Several surgical hardware companies are offering technologies that provide a new approach to correcting hallux abducto valgus (HAV) deformity. The goal is to correct a perceived “pronation” deformity of the first metatarsal.1 Herein is the first myth of this new approach to bunion surgery. The term pronation describes a triplane motion of a skeletal segment in the direction of dorsiflexion, eversion and abduction. With a HAV deformity, the first metatarsal moves in the direction of adduction, not abduction.
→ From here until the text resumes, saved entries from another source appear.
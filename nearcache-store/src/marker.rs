//! Key-state markers guarding populate-versus-invalidate races.
//!
//! A get that misses marks its key before calling the remote map. An
//! invalidation arriving while the call is outstanding flips the mark to
//! `Removed`, and the populate step refuses to write when it sees that.
//!
//! Marks live in a fixed array of slots indexed by the key's partition hash,
//! not in per-key state. Two unrelated keys can share a slot; when that
//! happens the second get simply does not populate, and an invalidation for
//! one key can poison the other key's populate. Both outcomes only cost a
//! later cache miss, never a stale read.
//!
//! # State Transition Diagram
//!
//! ```text
//! Unmarked ── mark_if_unmarked ──→ Marked ── unmark_if_marked ──→ Unmarked
//!                                    │
//!                            remove_if_marked
//!                                    ↓
//!                                 Removed ── unmark_forcibly ──→ Unmarked
//! ```

use std::sync::atomic::{AtomicU8, Ordering};

/// State of one marker slot.
#[derive(Debug, Clone, Copy, PartialEq, Eq, Hash)]
#[repr(u8)]
pub enum KeyState {
    Unmarked = 0,
    Marked = 1,
    Removed = 2,
}

impl KeyState {
    fn from_u8(raw: u8) -> Self {
        match raw {
            1 => Self::Marked,
            2 => Self::Removed,
            _ => Self::Unmarked,
        }
    }
}

/// Tri-state guard addressed by a key's partition hash.
pub trait KeyStateMarker: Send + Sync + std::fmt::Debug {
    /// `Unmarked → Marked`. Returns whether the transition happened.
    fn mark_if_unmarked(&self, hash: u64) -> bool;

    /// `Marked → Unmarked`. Returns whether the transition happened.
    fn unmark_if_marked(&self, hash: u64) -> bool;

    /// `Marked → Removed`. Returns whether the transition happened.
    fn remove_if_marked(&self, hash: u64) -> bool;

    /// Reset the slot to `Unmarked` whatever its state.
    fn unmark_forcibly(&self, hash: u64);

    /// Reset every slot to `Unmarked`.
    fn unmark_all_forcibly(&self);

    /// Current state of the slot for `hash`.
    fn state(&self, hash: u64) -> KeyState;
}

/// Fixed-size slot array, typically one slot per partition.
#[derive(Debug)]
pub struct StripedKeyStateMarker {
    slots: Box<[AtomicU8]>,
}

impl StripedKeyStateMarker {
    /// Create a marker with `slot_count` slots (at least one).
    pub fn new(slot_count: usize) -> Self {
        let slots = (0..slot_count.max(1))
            .map(|_| AtomicU8::new(KeyState::Unmarked as u8))
            .collect();
        Self { slots }
    }

    pub fn slot_count(&self) -> usize {
        self.slots.len()
    }

    fn slot(&self, hash: u64) -> &AtomicU8 {
        let idx = (hash % self.slots.len() as u64) as usize;
        &self.slots[idx]
    }

    fn cas(&self, hash: u64, from: KeyState, to: KeyState) -> bool {
        self.slot(hash)
            .compare_exchange(from as u8, to as u8, Ordering::AcqRel, Ordering::Acquire)
            .is_ok()
    }

    /// Whether every slot is `Unmarked`.
    pub fn all_unmarked(&self) -> bool {
        self.slots
            .iter()
            .all(|slot| slot.load(Ordering::Acquire) == KeyState::Unmarked as u8)
    }
}

impl KeyStateMarker for StripedKeyStateMarker {
    fn mark_if_unmarked(&self, hash: u64) -> bool {
        self.cas(hash, KeyState::Unmarked, KeyState::Marked)
    }

    fn unmark_if_marked(&self, hash: u64) -> bool {
        self.cas(hash, KeyState::Marked, KeyState::Unmarked)
    }

    fn remove_if_marked(&self, hash: u64) -> bool {
        self.cas(hash, KeyState::Marked, KeyState::Removed)
    }

    fn unmark_forcibly(&self, hash: u64) {
        self.slot(hash)
            .store(KeyState::Unmarked as u8, Ordering::Release);
    }

    fn unmark_all_forcibly(&self) {
        for slot in self.slots.iter() {
            slot.store(KeyState::Unmarked as u8, Ordering::Release);
        }
    }

    fn state(&self, hash: u64) -> KeyState {
        KeyState::from_u8(self.slot(hash).load(Ordering::Acquire))
    }
}

/// Marker used when invalidate-on-change is off.
///
/// With no invalidations to race against, every transition succeeds and the
/// state always reads `Unmarked`.
#[derive(Debug, Default, Clone, Copy)]
pub struct AlwaysSucceedingMarker;

impl KeyStateMarker for AlwaysSucceedingMarker {
    fn mark_if_unmarked(&self, _hash: u64) -> bool {
        true
    }

    fn unmark_if_marked(&self, _hash: u64) -> bool {
        true
    }

    fn remove_if_marked(&self, _hash: u64) -> bool {
        true
    }

    fn unmark_forcibly(&self, _hash: u64) {}

    fn unmark_all_forcibly(&self) {}

    fn state(&self, _hash: u64) -> KeyState {
        KeyState::Unmarked
    }
}
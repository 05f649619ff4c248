//! Near Cache Client
//!
//! [`CachedMapClient`] wraps a [`RemoteMapService`] with a near cache. Reads
//! are answered locally when possible; writes go to the cluster and drop the
//! local copy. Server-pushed invalidations reach the cache through an
//! [`InvalidationHandler`] picked once from the cluster's version.

pub mod client;
pub mod handler;
pub mod remote;

pub use client::CachedMapClient;
pub use handler::{InvalidationHandler, LegacyInvalidationHandler, SequenceAwareInvalidationHandler};
pub use remote::{
    InvalidationEvent, InvalidationListener, ListenerKind, RemoteMapService, SubscriptionId,
    SubscriptionTopic,
};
The new HAV surgical approach involves rotating the first metatarsal in the direction of inversion, based upon a perception that this bone becomes everted as the deformity progresses.2,3 However, there are multiple quality studies validating the direction of range of motion of the first ray of the human foot and showing that the first metatarsal would have to move in the combined direction of plantarflexion with eversion.4-6 This would contradict the well-accepted notion of excessive dorsal mobility of the first ray in patients with HAV deformity.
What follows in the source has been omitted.